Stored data
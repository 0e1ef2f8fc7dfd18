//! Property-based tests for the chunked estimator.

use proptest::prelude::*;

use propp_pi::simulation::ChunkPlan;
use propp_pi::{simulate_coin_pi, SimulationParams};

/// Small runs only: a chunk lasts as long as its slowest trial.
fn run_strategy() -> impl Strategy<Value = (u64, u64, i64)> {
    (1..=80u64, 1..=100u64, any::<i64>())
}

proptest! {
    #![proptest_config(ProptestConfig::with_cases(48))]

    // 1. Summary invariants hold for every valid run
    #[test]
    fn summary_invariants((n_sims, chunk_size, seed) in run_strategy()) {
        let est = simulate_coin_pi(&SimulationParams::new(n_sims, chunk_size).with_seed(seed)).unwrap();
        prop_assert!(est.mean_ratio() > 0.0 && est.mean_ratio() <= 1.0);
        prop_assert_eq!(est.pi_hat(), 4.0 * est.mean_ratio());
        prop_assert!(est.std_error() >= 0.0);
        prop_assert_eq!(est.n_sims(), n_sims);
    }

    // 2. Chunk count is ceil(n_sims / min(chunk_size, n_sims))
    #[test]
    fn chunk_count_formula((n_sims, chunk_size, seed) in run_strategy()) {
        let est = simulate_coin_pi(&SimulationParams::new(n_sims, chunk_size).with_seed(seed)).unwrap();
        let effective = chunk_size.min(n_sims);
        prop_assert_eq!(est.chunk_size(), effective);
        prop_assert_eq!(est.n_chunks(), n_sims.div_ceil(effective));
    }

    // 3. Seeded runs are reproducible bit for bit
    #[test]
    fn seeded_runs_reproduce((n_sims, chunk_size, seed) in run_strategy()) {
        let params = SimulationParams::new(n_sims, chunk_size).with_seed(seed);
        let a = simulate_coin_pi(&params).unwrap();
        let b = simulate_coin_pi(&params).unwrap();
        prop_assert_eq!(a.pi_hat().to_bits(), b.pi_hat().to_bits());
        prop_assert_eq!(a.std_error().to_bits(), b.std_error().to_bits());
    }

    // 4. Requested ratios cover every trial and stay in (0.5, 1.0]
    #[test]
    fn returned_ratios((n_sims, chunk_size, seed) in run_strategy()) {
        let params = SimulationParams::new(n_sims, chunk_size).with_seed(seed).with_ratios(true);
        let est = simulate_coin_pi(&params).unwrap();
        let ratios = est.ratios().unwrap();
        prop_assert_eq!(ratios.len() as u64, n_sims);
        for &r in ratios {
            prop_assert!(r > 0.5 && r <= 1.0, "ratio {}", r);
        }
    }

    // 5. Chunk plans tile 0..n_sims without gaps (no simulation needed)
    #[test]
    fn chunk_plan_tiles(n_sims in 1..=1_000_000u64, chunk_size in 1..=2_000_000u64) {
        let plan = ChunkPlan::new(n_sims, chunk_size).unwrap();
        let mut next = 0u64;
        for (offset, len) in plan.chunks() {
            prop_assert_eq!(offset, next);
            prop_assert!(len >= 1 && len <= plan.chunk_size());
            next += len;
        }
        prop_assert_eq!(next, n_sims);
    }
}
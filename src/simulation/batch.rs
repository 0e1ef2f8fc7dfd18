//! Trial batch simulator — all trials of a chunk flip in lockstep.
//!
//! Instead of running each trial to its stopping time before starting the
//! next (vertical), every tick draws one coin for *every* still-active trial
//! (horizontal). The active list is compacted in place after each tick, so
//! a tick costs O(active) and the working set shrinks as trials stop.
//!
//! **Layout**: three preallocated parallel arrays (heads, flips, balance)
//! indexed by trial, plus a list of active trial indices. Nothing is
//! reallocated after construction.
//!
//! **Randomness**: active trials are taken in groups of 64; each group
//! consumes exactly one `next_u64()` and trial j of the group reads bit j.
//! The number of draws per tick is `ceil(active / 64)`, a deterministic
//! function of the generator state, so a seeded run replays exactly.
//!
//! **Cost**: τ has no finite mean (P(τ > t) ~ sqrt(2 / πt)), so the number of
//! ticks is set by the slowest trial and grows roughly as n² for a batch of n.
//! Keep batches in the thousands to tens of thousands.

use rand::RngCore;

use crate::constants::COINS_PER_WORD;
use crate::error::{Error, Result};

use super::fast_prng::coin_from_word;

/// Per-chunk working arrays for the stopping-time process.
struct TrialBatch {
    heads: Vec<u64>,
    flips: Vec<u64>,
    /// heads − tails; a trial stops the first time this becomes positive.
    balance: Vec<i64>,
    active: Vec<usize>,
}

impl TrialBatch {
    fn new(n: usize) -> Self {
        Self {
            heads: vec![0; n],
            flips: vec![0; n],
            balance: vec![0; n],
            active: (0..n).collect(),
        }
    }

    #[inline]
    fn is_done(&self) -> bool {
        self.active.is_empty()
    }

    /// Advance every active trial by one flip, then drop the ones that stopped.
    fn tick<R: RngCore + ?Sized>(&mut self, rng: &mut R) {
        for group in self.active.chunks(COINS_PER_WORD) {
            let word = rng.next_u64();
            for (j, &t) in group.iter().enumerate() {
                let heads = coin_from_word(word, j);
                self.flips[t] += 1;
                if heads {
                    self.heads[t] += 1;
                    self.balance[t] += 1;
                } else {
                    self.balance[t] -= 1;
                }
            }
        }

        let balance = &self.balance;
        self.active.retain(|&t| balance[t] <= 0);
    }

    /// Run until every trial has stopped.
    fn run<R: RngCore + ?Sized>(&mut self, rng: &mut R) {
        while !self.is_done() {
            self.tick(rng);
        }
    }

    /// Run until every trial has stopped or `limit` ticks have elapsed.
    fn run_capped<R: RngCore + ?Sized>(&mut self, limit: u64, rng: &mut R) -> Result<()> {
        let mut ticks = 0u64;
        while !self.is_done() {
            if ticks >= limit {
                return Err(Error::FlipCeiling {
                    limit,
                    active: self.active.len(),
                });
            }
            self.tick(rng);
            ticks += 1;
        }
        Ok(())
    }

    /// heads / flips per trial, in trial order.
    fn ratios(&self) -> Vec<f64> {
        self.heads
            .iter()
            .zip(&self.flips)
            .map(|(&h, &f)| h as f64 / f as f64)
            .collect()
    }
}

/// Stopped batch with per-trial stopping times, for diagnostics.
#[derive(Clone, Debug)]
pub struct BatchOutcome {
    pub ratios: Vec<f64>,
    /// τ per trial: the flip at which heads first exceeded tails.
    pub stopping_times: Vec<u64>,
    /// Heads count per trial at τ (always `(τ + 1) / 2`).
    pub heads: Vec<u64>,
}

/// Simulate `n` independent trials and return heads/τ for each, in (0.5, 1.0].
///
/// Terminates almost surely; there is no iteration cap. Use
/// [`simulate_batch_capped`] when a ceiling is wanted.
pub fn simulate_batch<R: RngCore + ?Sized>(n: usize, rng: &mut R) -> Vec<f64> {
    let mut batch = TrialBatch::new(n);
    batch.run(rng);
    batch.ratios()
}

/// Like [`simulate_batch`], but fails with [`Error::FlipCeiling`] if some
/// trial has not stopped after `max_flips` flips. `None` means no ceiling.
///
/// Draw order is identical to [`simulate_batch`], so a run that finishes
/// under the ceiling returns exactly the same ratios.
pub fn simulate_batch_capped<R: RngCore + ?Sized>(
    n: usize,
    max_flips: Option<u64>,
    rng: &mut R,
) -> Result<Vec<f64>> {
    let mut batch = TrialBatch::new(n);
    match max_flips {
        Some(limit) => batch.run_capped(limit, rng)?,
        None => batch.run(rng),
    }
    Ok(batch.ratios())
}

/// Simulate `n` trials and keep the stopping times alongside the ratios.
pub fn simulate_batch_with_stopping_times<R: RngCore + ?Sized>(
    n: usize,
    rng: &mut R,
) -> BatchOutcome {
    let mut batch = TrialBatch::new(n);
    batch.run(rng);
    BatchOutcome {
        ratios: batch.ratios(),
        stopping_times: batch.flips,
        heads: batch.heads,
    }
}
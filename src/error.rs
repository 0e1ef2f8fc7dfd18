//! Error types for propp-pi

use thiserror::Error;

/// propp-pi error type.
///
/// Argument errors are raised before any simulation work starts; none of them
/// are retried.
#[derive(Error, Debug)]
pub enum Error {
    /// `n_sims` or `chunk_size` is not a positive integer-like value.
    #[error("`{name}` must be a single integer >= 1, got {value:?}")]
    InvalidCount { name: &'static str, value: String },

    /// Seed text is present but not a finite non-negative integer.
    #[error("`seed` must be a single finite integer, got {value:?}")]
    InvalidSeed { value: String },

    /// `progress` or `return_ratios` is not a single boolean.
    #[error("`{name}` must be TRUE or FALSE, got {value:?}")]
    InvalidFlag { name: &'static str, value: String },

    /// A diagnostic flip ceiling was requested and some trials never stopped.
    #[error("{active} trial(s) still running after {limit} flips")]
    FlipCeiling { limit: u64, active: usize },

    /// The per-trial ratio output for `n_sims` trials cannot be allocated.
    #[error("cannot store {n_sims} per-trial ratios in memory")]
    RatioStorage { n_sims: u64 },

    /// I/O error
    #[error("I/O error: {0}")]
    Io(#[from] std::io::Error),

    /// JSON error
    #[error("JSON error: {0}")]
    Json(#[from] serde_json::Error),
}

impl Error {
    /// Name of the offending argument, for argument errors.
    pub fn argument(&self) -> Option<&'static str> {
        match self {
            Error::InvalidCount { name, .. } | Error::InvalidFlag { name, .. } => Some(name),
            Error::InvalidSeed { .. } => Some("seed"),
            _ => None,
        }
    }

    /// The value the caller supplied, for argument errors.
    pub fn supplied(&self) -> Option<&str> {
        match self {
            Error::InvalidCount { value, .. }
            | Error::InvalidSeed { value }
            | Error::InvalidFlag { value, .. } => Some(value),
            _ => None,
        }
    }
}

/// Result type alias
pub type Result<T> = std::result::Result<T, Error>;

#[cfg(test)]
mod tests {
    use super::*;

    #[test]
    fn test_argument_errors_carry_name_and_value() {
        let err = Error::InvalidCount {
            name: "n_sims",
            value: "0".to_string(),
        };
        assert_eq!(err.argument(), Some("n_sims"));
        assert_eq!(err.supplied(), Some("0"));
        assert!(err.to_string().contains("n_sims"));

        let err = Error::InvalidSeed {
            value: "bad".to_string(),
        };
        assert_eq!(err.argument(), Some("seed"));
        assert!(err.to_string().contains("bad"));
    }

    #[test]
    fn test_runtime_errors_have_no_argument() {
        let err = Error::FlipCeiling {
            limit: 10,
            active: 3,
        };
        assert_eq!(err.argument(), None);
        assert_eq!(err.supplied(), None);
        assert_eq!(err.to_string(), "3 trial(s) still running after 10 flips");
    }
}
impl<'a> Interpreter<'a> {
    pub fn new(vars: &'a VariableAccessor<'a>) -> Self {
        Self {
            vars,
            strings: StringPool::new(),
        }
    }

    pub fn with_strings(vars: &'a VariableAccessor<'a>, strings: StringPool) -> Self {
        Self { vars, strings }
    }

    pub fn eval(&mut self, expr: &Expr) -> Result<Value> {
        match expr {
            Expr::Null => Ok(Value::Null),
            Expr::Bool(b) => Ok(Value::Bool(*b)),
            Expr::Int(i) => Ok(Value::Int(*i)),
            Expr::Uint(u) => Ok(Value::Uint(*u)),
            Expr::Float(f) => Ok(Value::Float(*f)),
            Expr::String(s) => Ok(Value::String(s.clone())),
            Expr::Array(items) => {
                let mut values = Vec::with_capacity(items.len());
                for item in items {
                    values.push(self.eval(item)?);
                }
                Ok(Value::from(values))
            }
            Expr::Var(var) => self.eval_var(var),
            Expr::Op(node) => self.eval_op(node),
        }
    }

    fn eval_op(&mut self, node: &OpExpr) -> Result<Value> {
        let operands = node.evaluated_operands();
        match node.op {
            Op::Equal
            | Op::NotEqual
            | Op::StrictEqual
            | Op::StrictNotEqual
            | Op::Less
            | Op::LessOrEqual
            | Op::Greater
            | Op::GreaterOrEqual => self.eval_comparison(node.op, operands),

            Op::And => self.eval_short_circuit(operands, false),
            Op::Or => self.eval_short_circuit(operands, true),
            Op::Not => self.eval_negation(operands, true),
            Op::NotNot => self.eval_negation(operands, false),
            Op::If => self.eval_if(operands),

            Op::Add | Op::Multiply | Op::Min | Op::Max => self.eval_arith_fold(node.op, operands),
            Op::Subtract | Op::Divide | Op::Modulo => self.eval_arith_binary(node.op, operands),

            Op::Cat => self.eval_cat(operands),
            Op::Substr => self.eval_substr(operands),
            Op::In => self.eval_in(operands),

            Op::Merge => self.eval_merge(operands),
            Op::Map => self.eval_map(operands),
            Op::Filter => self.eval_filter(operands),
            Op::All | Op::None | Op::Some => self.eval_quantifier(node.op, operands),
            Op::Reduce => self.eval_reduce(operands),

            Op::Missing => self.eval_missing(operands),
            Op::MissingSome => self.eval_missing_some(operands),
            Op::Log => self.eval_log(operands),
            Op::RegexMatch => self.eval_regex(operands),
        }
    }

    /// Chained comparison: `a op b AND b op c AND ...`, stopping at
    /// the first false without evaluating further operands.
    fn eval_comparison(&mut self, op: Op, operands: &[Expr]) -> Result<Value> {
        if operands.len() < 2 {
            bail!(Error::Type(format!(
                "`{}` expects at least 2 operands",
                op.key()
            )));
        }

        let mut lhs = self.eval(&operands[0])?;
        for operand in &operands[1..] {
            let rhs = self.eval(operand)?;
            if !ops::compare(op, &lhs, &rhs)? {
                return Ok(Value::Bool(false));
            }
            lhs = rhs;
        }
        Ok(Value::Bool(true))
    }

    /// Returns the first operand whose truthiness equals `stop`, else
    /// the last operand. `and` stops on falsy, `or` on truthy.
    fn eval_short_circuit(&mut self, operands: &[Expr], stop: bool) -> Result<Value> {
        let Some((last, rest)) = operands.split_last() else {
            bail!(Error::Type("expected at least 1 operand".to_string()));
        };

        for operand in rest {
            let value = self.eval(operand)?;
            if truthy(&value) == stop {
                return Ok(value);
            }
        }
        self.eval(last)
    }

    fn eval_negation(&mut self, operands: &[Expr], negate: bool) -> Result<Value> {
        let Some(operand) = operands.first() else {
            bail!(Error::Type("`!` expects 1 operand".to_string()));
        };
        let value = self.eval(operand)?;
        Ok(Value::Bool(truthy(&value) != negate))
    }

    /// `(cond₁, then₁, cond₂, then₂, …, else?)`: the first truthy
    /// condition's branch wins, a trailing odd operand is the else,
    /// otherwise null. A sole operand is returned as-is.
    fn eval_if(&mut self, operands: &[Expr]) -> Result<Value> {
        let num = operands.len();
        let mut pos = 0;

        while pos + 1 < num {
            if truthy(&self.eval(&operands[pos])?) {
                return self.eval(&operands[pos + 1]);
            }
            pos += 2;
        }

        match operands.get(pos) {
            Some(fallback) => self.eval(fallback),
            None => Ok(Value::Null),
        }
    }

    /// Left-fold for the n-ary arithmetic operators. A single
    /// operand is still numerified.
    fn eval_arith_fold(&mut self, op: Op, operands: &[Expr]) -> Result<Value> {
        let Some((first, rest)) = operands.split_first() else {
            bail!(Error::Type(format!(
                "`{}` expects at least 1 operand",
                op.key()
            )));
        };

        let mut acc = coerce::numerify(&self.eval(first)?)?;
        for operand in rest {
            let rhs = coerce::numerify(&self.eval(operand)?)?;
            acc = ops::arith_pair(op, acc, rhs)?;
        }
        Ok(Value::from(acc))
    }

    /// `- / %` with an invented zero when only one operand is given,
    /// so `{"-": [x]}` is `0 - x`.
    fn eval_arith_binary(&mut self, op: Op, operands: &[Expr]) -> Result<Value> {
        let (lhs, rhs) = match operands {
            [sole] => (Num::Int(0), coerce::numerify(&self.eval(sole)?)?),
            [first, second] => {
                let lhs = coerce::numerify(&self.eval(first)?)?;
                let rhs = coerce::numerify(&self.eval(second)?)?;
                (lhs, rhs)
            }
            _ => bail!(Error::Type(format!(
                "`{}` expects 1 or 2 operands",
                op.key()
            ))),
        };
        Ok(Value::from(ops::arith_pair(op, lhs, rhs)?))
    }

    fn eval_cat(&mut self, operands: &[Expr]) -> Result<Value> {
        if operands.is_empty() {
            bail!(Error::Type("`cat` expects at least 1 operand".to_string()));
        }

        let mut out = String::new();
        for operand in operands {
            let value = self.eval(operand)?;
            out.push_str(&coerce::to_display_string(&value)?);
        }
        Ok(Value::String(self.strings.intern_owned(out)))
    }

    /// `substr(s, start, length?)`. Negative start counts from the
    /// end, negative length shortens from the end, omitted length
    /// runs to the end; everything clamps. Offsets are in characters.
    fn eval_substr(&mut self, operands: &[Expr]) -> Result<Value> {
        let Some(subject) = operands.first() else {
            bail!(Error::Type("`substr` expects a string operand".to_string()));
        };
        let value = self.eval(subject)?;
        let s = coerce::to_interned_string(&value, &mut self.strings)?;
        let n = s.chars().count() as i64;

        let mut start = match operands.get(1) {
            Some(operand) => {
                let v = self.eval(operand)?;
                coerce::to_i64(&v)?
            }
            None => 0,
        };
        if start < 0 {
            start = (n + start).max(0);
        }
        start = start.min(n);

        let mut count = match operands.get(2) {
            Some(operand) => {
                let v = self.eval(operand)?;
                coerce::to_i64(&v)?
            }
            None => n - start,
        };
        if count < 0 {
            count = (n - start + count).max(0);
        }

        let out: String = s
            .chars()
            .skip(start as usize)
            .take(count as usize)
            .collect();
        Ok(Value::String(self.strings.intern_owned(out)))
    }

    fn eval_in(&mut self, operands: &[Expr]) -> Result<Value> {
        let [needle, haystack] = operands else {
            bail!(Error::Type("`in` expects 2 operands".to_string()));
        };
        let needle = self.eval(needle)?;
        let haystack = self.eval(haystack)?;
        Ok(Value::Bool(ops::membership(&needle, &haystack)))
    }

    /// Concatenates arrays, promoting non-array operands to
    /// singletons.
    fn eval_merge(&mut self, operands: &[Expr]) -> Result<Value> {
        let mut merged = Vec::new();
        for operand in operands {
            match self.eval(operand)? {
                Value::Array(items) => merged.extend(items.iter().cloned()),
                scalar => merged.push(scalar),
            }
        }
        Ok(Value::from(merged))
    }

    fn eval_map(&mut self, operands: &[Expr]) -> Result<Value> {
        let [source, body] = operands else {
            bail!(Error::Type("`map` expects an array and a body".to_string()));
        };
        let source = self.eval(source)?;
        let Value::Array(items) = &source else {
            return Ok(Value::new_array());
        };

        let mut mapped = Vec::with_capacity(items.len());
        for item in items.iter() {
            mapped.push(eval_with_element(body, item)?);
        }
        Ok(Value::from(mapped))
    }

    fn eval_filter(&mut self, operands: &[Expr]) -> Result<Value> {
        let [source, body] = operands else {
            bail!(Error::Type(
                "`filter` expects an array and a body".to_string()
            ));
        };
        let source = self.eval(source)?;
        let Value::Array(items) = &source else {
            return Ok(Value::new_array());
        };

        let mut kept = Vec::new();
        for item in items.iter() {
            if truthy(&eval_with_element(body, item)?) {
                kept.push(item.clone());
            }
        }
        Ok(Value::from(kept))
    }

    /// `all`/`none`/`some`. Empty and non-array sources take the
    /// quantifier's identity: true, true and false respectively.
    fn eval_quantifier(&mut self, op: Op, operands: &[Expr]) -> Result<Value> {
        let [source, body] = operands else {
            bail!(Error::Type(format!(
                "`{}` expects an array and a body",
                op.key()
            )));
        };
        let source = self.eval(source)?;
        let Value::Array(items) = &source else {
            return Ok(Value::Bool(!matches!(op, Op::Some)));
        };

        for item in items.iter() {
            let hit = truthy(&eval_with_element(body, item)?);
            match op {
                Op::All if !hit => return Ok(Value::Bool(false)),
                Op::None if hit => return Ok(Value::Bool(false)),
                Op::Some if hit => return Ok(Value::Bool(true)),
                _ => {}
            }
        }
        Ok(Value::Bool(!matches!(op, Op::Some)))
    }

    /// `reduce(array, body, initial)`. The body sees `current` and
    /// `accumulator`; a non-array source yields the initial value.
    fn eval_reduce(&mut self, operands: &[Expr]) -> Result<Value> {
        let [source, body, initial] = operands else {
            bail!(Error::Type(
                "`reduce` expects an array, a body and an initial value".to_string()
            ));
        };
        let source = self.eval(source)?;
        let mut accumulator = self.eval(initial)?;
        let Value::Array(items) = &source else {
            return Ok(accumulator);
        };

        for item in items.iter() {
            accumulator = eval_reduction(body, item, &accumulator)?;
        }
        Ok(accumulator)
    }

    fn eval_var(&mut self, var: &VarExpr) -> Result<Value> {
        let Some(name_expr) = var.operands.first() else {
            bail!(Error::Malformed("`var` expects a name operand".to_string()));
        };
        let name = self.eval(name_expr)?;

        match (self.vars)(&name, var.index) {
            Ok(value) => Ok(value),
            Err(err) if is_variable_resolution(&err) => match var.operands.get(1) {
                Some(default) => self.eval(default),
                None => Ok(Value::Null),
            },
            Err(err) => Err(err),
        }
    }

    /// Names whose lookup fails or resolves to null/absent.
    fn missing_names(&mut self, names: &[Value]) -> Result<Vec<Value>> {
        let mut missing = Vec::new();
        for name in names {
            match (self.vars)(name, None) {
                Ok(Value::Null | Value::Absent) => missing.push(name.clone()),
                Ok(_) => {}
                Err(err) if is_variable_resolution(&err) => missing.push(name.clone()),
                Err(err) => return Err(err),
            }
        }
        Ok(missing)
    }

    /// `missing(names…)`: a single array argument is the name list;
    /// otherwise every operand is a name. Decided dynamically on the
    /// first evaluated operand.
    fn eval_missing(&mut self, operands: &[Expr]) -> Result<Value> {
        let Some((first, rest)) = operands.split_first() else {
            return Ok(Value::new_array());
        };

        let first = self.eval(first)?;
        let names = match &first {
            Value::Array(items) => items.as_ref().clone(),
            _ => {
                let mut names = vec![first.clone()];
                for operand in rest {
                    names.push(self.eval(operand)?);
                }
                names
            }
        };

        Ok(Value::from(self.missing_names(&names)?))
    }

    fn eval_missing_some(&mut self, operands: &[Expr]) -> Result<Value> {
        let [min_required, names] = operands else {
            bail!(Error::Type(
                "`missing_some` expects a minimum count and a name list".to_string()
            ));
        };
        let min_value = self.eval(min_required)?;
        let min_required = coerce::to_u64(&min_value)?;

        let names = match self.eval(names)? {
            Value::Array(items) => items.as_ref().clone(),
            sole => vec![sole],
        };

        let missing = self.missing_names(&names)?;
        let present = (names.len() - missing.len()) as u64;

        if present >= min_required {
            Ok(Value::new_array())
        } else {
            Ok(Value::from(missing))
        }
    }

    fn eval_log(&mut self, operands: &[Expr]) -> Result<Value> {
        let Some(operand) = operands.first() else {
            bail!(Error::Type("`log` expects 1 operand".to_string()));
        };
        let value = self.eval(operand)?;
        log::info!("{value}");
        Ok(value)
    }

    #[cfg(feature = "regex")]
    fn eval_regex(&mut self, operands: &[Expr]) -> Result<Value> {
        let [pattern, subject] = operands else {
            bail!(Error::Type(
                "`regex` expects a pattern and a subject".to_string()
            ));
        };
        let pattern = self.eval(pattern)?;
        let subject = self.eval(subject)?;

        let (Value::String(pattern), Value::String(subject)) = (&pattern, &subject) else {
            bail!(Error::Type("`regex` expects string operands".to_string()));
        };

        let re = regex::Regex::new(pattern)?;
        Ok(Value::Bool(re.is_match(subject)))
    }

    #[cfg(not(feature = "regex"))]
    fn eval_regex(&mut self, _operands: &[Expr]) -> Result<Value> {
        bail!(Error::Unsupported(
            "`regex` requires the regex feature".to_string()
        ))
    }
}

## Work instruction:
Please return all lines above in which the string "static" is found.

## Answer to this task:
    InvalidCount { name: &'static str, value: String },
    InvalidFlag { name: &'static str, value: String },
    pub fn argument(&self) -> Option<&'static str> {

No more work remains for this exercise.